Immunotherapy drugs that utilize the immune system to detect and kill cancer cells have been successful against several cancers, yet they are still only effective in approximately 10 to 30 percent of patients with certain tumor types. UPMC Hillman Cancer Center researchers have recently discovered that selectively targeting a group of immune cells called regulatory T cells (Tregs) within a tumor may be a way to boost the immune system’s anti-cancer response.

Dario Vignali, PhD, Leader of the Hillman Cancer Immunology Program, Frank Dixon Chair in Cancer Immunology, and Professor and Vice Chair of Immunology at the University of Pittsburgh School of Medicine, and his colleagues discovered a few years ago that a surface protein called neuropilin-1 (Nrp1), which is expressed on almost all Tregs that infiltrated mouse tumors, was required to maintain the function, integrity and survival of Tregs within the harsh tumor microenvironment. Thus, Nrp1 on Tregs helps suppress the body’s natural anti-tumor immune response thereby helping the tumor survive. Importantly, blocking or deleting Nrp1 in Tregs in mice only impacted their function in tumors and not in the rest of the body, resulting in tumor eradication without inducing autoimmune or inflammatory disease.

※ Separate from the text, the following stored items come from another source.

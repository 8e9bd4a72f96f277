//! Classified errors for port operations.
//!
//! Every fault that crosses a layer boundary in this crate is, or wraps, a
//! [`PortsError`]: a machine-readable [`ErrorCode`], a human-readable message
//! and an optional cause. Upper layers branch on the code, never on message
//! text.
//!
//! # Error Codes
//!
//! | Code | Meaning | HTTP status | Retryable |
//! |------|---------|-------------|-----------|
//! | `invalid` | Caller supplied bad input | 400 | No |
//! | `missing` | Requested record does not exist | 404 | No |
//! | `internal` | Unexpected storage or system fault | 503 | Yes |
//!
//! # Classification Example
//!
//! ```rust
//! use ports::error::{is_code, ErrorCode, PortsError};
//!
//! let not_found = PortsError::not_found("port not found");
//! let wrapped = PortsError::internal("lookup failed").with_cause(not_found);
//!
//! // The chain is walked, so the inner code is still visible.
//! assert!(is_code(&wrapped, ErrorCode::NotFound));
//! assert!(is_code(&wrapped, ErrorCode::Internal));
//! assert!(!is_code(&wrapped, ErrorCode::Invalid));
//! ```

use crate::logging::{log_debug, log_error};
use serde::Serialize;
use std::error::Error as StdError;
use std::fmt;

/// Boxed error used for causes and for storage adapter failures.
pub type BoxError = Box<dyn StdError + Send + Sync + 'static>;

/// Convenient result type for port operations.
pub type PortsResult<T> = std::result::Result<T, PortsError>;

/// Message returned to API callers for every internal or unclassified fault.
pub const INTERNAL_USER_MESSAGE: &str = "please try again later";

// ============================================================================
// Error codes
// ============================================================================

/// Machine-parseable error code.
///
/// The set is closed: a new code means a new variant, never a new string.
#[derive(Debug, Clone, Copy, PartialEq, Eq, Hash, Serialize)]
#[serde(rename_all = "lowercase")]
pub enum ErrorCode {
    /// Unexpected failure.
    Internal,
    /// Invalid arguments or input.
    Invalid,
    /// Requested entity or record not found.
    #[serde(rename = "missing")]
    NotFound,
}

impl ErrorCode {
    /// Returns the wire representation of the code.
    pub fn as_str(&self) -> &'static str {
        match self {
            ErrorCode::Internal => "internal",
            ErrorCode::Invalid => "invalid",
            ErrorCode::NotFound => "missing",
        }
    }

    /// Whether a caller may reasonably retry an operation that failed with this code.
    pub fn is_retryable(&self) -> bool {
        matches!(self, ErrorCode::Internal)
    }

    /// Get the severity for logging.
    pub fn severity(&self) -> ErrorSeverity {
        match self {
            ErrorCode::Internal => ErrorSeverity::Error,
            ErrorCode::Invalid | ErrorCode::NotFound => ErrorSeverity::Info,
        }
    }
}

/// Severity level for logging decisions.
///
/// Use [`ErrorCode::severity()`] to get the severity for a code.
#[derive(Debug, Clone, Copy, PartialEq, Eq)]
pub enum ErrorSeverity {
    /// Operation failed for reasons outside the caller's control.
    ///
    /// Should be logged and investigated.
    Error,

    /// Expected failure (e.g., not found, validation error).
    ///
    /// Normal operation, log at debug level.
    Info,
}

impl fmt::Display for ErrorCode {
    fn fmt(&self, f: &mut fmt::Formatter<'_>) -> fmt::Result {
        f.write_str(self.as_str())
    }
}

// ============================================================================
// PortsError
// ============================================================================

/// A classified error: code, message and optional cause.
///
/// Rendering always yields `(<code>) <effective message>`, where the effective
/// message is the message when non-empty, otherwise the rendered cause,
/// otherwise nothing.
///
/// # Creating Errors
///
/// [`PortsError::new`] is a pure constructor. The code-specific constructors
/// ([`invalid`](Self::invalid), [`not_found`](Self::not_found),
/// [`internal`](Self::internal)) also log the error at creation:
///
/// ```rust
/// use ports::error::{ErrorCode, PortsError};
///
/// let err = PortsError::new(ErrorCode::NotFound, "could not be found", None);
/// assert_eq!(err.to_string(), "(missing) could not be found");
///
/// let err = PortsError::invalid("port name should not be empty");
/// assert_eq!(err.code(), ErrorCode::Invalid);
/// ```
pub struct PortsError {
    code: ErrorCode,
    message: String,
    cause: Option<BoxError>,
}

impl PortsError {
    /// Create an error from its parts without logging.
    pub fn new(code: ErrorCode, message: impl Into<String>, cause: Option<BoxError>) -> Self {
        Self {
            code,
            message: message.into(),
            cause,
        }
    }

    /// Create an `invalid` error (logs at DEBUG level).
    pub fn invalid(message: impl Into<String>) -> Self {
        let message = message.into();
        log_debug!(
            error_type = "invalid",
            message = %message,
            "Rejected invalid input"
        );
        Self::new(ErrorCode::Invalid, message, None)
    }

    /// Create a `missing` error (logs at DEBUG level).
    pub fn not_found(message: impl Into<String>) -> Self {
        let message = message.into();
        log_debug!(
            error_type = "missing",
            message = %message,
            "Requested record not found"
        );
        Self::new(ErrorCode::NotFound, message, None)
    }

    /// Create an `internal` error (logs at ERROR level).
    pub fn internal(message: impl Into<String>) -> Self {
        let message = message.into();
        log_error!(
            error_type = "internal",
            message = %message,
            "Unexpected failure"
        );
        Self::new(ErrorCode::Internal, message, None)
    }

    /// Attach the underlying cause.
    ///
    /// # Panics (debug only)
    /// Panics in debug mode if a cause was already set.
    pub fn with_cause(mut self, cause: impl Into<BoxError>) -> Self {
        debug_assert!(self.cause.is_none(), "cause already set");
        self.cause = Some(cause.into());
        self
    }

    pub fn code(&self) -> ErrorCode {
        self.code
    }

    pub fn message(&self) -> &str {
        &self.message
    }

    /// The direct cause, if any.
    pub fn cause(&self) -> Option<&(dyn StdError + Send + Sync + 'static)> {
        self.cause.as_deref()
    }

    /// True iff this error, or any error in its cause chain, is a
    /// `PortsError` with the same code as `target`. Only the code of
    /// `target` is compared.
    pub fn is(&self, target: &PortsError) -> bool {
        is_code(self, target.code)
    }

    /// Message that is safe to show to API callers.
    ///
    /// Invalid and not-found messages are passed through; anything internal is
    /// replaced by [`INTERNAL_USER_MESSAGE`].
    pub fn user_message(&self) -> &str {
        match self.code {
            ErrorCode::Internal => INTERNAL_USER_MESSAGE,
            ErrorCode::Invalid | ErrorCode::NotFound => &self.message,
        }
    }
}

impl fmt::Display for PortsError {
    fn fmt(&self, f: &mut fmt::Formatter<'_>) -> fmt::Result {
        write!(f, "({}) ", self.code)?;
        if !self.message.is_empty() {
            f.write_str(&self.message)
        } else if let Some(cause) = &self.cause {
            write!(f, "{}", cause)
        } else {
            Ok(())
        }
    }
}

impl fmt::Debug for PortsError {
    fn fmt(&self, f: &mut fmt::Formatter<'_>) -> fmt::Result {
        let mut debug = f.debug_struct("PortsError");
        debug.field("code", &self.code).field("message", &self.message);
        if let Some(cause) = &self.cause {
            debug.field("cause", cause);
        }
        debug.finish()
    }
}

impl StdError for PortsError {
    fn source(&self) -> Option<&(dyn StdError + 'static)> {
        self.cause
            .as_ref()
            .map(|e| e.as_ref() as &(dyn StdError + 'static))
    }
}

// ============================================================================
// Chain inspection
// ============================================================================

/// Outcome of classifying an arbitrary error.
#[derive(Debug, Clone, Copy)]
pub enum Classification<'a> {
    /// The outermost `PortsError` found in the chain.
    Classified(&'a PortsError),
    /// No `PortsError` anywhere in the chain.
    Unclassified,
}

impl Classification<'_> {
    pub fn code(&self) -> Option<ErrorCode> {
        match self {
            Classification::Classified(err) => Some(err.code()),
            Classification::Unclassified => None,
        }
    }
}

/// Iterate over `err` and every error reachable through `source()`.
pub fn chain<'a>(
    err: &'a (dyn StdError + 'static),
) -> impl Iterator<Item = &'a (dyn StdError + 'static)> {
    std::iter::successors(Some(err), |&e| e.source())
}

/// True iff `err` or any error in its cause chain is a `PortsError` with `code`.
pub fn is_code(err: &(dyn StdError + 'static), code: ErrorCode) -> bool {
    chain(err).any(|e| {
        e.downcast_ref::<PortsError>()
            .is_some_and(|classified| classified.code == code)
    })
}

/// Find the outermost `PortsError` in the cause chain of `err`.
pub fn classify<'a>(err: &'a (dyn StdError + 'static)) -> Classification<'a> {
    chain(err)
        .find_map(|e| e.downcast_ref::<PortsError>())
        .map_or(Classification::Unclassified, Classification::Classified)
}

/// Find the outermost `PortsError` with `code` in the cause chain of `err`.
pub fn find_code<'a>(err: &'a (dyn StdError + 'static), code: ErrorCode) -> Option<&'a PortsError> {
    chain(err)
        .filter_map(|e| e.downcast_ref::<PortsError>())
        .find(|classified| classified.code == code)
}
//! HTTP transport for the port service.
//!
//! Routes:
//! - `GET /alive`, `GET /ready` - health probes
//! - `GET /ports?portID=<id>` - retrieve a port
//! - `POST /ports` - store a port
//!
//! Errors from the service are translated by [`reply::reply_err`].

pub mod handlers;
pub mod reply;

use std::future::Future;
use std::time::Duration;

use axum::{error_handling::HandleErrorLayer, routing::get, Router};
use tokio::net::TcpListener;
use tower::{timeout::TimeoutLayer, ServiceBuilder};

use crate::config::ServerConfig;
use crate::error::{PortsError, PortsResult};
use crate::logging::log_info;
use crate::service::PortService;

pub use reply::{reply, reply_err, ErrorResponse};

/// Shared handler state
#[derive(Debug, Clone)]
pub struct AppState {
    pub ports: PortService,
}

/// Build the API router backed by `ports`.
pub fn create_router(ports: PortService, request_timeout: Duration) -> Router {
    Router::new()
        .route("/alive", get(handlers::alive))
        .route("/ready", get(handlers::ready))
        .route("/ports", get(handlers::get_port).post(handlers::store_port))
        .layer(
            ServiceBuilder::new()
                .layer(HandleErrorLayer::new(handlers::handle_middleware_error))
                .layer(TimeoutLayer::new(request_timeout)),
        )
        .with_state(AppState { ports })
}

/// HTTP server for the port API.
#[derive(Debug)]
pub struct Server {
    config: ServerConfig,
    router: Router,
}

impl Server {
    pub fn new(config: ServerConfig, ports: PortService) -> Self {
        let router = create_router(ports, config.request_timeout);
        Self { config, router }
    }

    pub fn config(&self) -> &ServerConfig {
        &self.config
    }

    /// Bind the configured listen address.
    ///
    /// # Errors
    ///
    /// Returns an `invalid` error if the address does not parse, or an
    /// `internal` error if the socket cannot be bound.
    pub async fn bind(&self) -> PortsResult<TcpListener> {
        let addr = self.config.socket_addr()?;
        TcpListener::bind(addr).await.map_err(|e| {
            PortsError::internal(format!("could not listen on {}", addr)).with_cause(e)
        })
    }

    /// Bind and serve until `shutdown` resolves.
    pub async fn serve<F>(self, shutdown: F) -> PortsResult<()>
    where
        F: Future<Output = ()> + Send + 'static,
    {
        let listener = self.bind().await?;
        self.serve_with_listener(listener, shutdown).await
    }

    /// Serve on an already bound listener until `shutdown` resolves.
    ///
    /// In-flight requests are allowed to complete before this returns.
    pub async fn serve_with_listener<F>(self, listener: TcpListener, shutdown: F) -> PortsResult<()>
    where
        F: Future<Output = ()> + Send + 'static,
    {
        if let Ok(addr) = listener.local_addr() {
            log_info!(addr = %addr, "Listening");
        }

        axum::serve(listener, self.router)
            .with_graceful_shutdown(shutdown)
            .await
            .map_err(|e| PortsError::internal("server stopped unexpectedly").with_cause(e))?;

        log_info!("Server shut down");
        Ok(())
    }
}
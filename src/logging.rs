//! Logging utilities for ports
//!
//! Re-exports tracing macros with log_* naming convention for consistency.

// Re-export tracing macros with log_* naming
pub(crate) use tracing::debug as log_debug;
pub(crate) use tracing::error as log_error;
pub(crate) use tracing::info as log_info;
pub(crate) use tracing::warn as log_warn;

use tracing_subscriber::{fmt, EnvFilter};

/// Install a fmt subscriber honoring `RUST_LOG`, falling back to `default_directive`.
///
/// Returns true if a subscriber was installed by this call, false if one already existed.
pub fn init_tracing(default_directive: &str) -> bool {
    let filter =
        EnvFilter::try_from_default_env().unwrap_or_else(|_| EnvFilter::new(default_directive));
    fmt().with_env_filter(filter).try_init().is_ok()
}
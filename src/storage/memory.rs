//! In-memory port storage

use crate::core_types::Port;
use crate::error::{BoxError, PortsError};
use crate::logging::log_debug;
use crate::storage::PortStore;
use async_trait::async_trait;
use std::collections::HashMap;
use tokio::sync::RwLock;

/// Port records kept in a map behind a single reader/writer lock.
///
/// Any number of lookups may proceed together; an insert excludes all other
/// access for the duration of the map update.
#[derive(Debug, Default)]
pub struct InMemoryStore {
    data: RwLock<HashMap<String, Port>>,
}

impl InMemoryStore {
    pub fn new() -> Self {
        Self::default()
    }

    /// Number of stored records
    pub async fn len(&self) -> usize {
        self.data.read().await.len()
    }

    pub async fn is_empty(&self) -> bool {
        self.data.read().await.is_empty()
    }
}

#[async_trait]
impl PortStore for InMemoryStore {
    async fn insert_port(&self, port: Port) -> Result<(), BoxError> {
        log_debug!(port_id = %port.id, "Storing port in memory");
        self.data.write().await.insert(port.id.clone(), port);
        Ok(())
    }

    async fn find_port(&self, port_id: &str) -> Result<Port, BoxError> {
        let found = self.data.read().await.get(port_id).cloned();
        found.ok_or_else(|| PortsError::not_found("port not found").into())
    }
}
//! Scalar Descartes solver and the bend walk.
//!
//! Given bends `b1, b2, b3` of three mutually tangent circles, the two
//! circles tangent to all three have bends
//!
//! ```text
//! b = b1 + b2 + b3 ± 2·sqrt(b1·b2 + b2·b3 + b1·b3)
//! ```
//!
//! The `-` root is the smaller one, usually the enclosing circle.

use crate::complex::Sign;

/// Upper bound on bend walk iterations.
///
/// Every step strictly shrinks the largest bend, so the walk ends long before
/// this for any finite input.
pub const WALK_STEP_LIMIT: usize = 10_000;

/// Discriminants within this fraction of `|b1·b2| + |b2·b3| + |b1·b3|` of
/// zero are rounding noise around a double root.
pub(crate) const DISCRIMINANT_EPSILON: f64 = 1e-12;

/// Real Descartes formula.
pub fn descartes(b1: f64, b2: f64, b3: f64, sign: Sign) -> f64 {
    b1 + b2 + b3 + 2.0 * sign.value() * (b1 * b2 + b2 * b3 + b1 * b3).sqrt()
}

/// The discriminant `b1·b2 + b2·b3 + b1·b3` under the square root.
pub fn discriminant(b1: f64, b2: f64, b3: f64) -> f64 {
    b1 * b2 + b2 * b3 + b1 * b3
}

/// Magnitude scale of the discriminant terms.
pub(crate) fn discriminant_scale(b1: f64, b2: f64, b3: f64) -> f64 {
    (b1 * b2).abs() + (b2 * b3).abs() + (b1 * b3).abs()
}

/// The `-` root, taking the double root `b1 + b2 + b3` when the discriminant
/// is zero up to rounding.
pub(crate) fn minus_root(b1: f64, b2: f64, b3: f64) -> f64 {
    if discriminant(b1, b2, b3).abs() <= DISCRIMINANT_EPSILON * discriminant_scale(b1, b2, b3) {
        return b1 + b2 + b3;
    }
    descartes(b1, b2, b3, Sign::Minus)
}

/// Walk inward to the smallest generating quadruplet containing three bends.
///
/// Starts from `[descartes(b1, b2, b3, -), b1, b2, b3]` and repeatedly
/// replaces the largest bend `b` by its reflection `2·(others) − b`, stopping
/// as soon as the reflection would not be smaller. The result is sorted
/// ascending.
///
/// Some inputs never reach a signed quadruplet. `(2, 3, 10)` shrinks through
/// two dozen reflections to four tiny positive bends; that output is kept
/// as-is.
pub fn bend_walk(b1: f64, b2: f64, b3: f64) -> [f64; 4] {
    let mut bends = [minus_root(b1, b2, b3), b1, b2, b3];
    if bends.iter().any(|b| !b.is_finite()) {
        return bends;
    }

    for _ in 0..WALK_STEP_LIMIT {
        bends.sort_by(f64::total_cmp);
        let largest = bends[3];
        let next = 2.0 * (bends[0] + bends[1] + bends[2]) - largest;
        if next >= largest {
            break;
        }
        bends[3] = next;
    }
    bends.sort_by(f64::total_cmp);
    bends
}

/// Bend of the outermost circle of the gasket generated by three bends.
pub fn get_outer_bend(b1: f64, b2: f64, b3: f64) -> f64 {
    bend_walk(b1, b2, b3)[0]
}

/// The `max_bend` that stops expansion at `min_radius`, measured relative to
/// an outer circle rescaled to unit radius.
pub fn max_bend_for_min_radius(b1: f64, b2: f64, b3: f64, min_radius: f64) -> f64 {
    get_outer_bend(b1, b2, b3).abs() / min_radius
}
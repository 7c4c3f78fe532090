//! Error types for gasket generation.

use thiserror::Error;

/// Result type for gasket operations.
pub type Result<T> = std::result::Result<T, GasketError>;

/// Errors that can occur while seeding or expanding a gasket.
#[derive(Debug, Clone, PartialEq, Error)]
pub enum GasketError {
    /// The seed parameters do not describe a usable tangent quadruplet.
    #[error("invalid seed: {reason}")]
    InvalidSeed { reason: String },

    /// Expansion hit the hard generation or circle ceiling.
    #[error("resource ceiling reached after {generations} generations with {circles} circles")]
    ResourceExhausted { generations: usize, circles: usize },
}

impl GasketError {
    pub(crate) fn invalid_seed(reason: impl Into<String>) -> Self {
        Self::InvalidSeed {
            reason: reason.into(),
        }
    }
}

More recent studies led by graduate student Abby Overacre-Delgoffe in Dr. Vignali’s lab, and published in Cell, demonstrated that tumor growth in a genetically modified mouse model in which the Nrp1 gene was deleted in only half the Treg cell population, but not the other half, was dramatically reduced when compared to a normal mouse in which Nrp1 was present in all Tregs. Genomic and cellular analyses revealed that a secreted immune molecule called interferon-gamma (IFNy) prevented the suppressive function of Tregs in the mice, particularly and selectively in the tumor microenvironment.

Using another genetically modified mouse model, they found that the role of IFNy in diminishing Treg function was crucial to the success of immunotherapies targeting the PD1 protein that have been proven to be very effective in patients.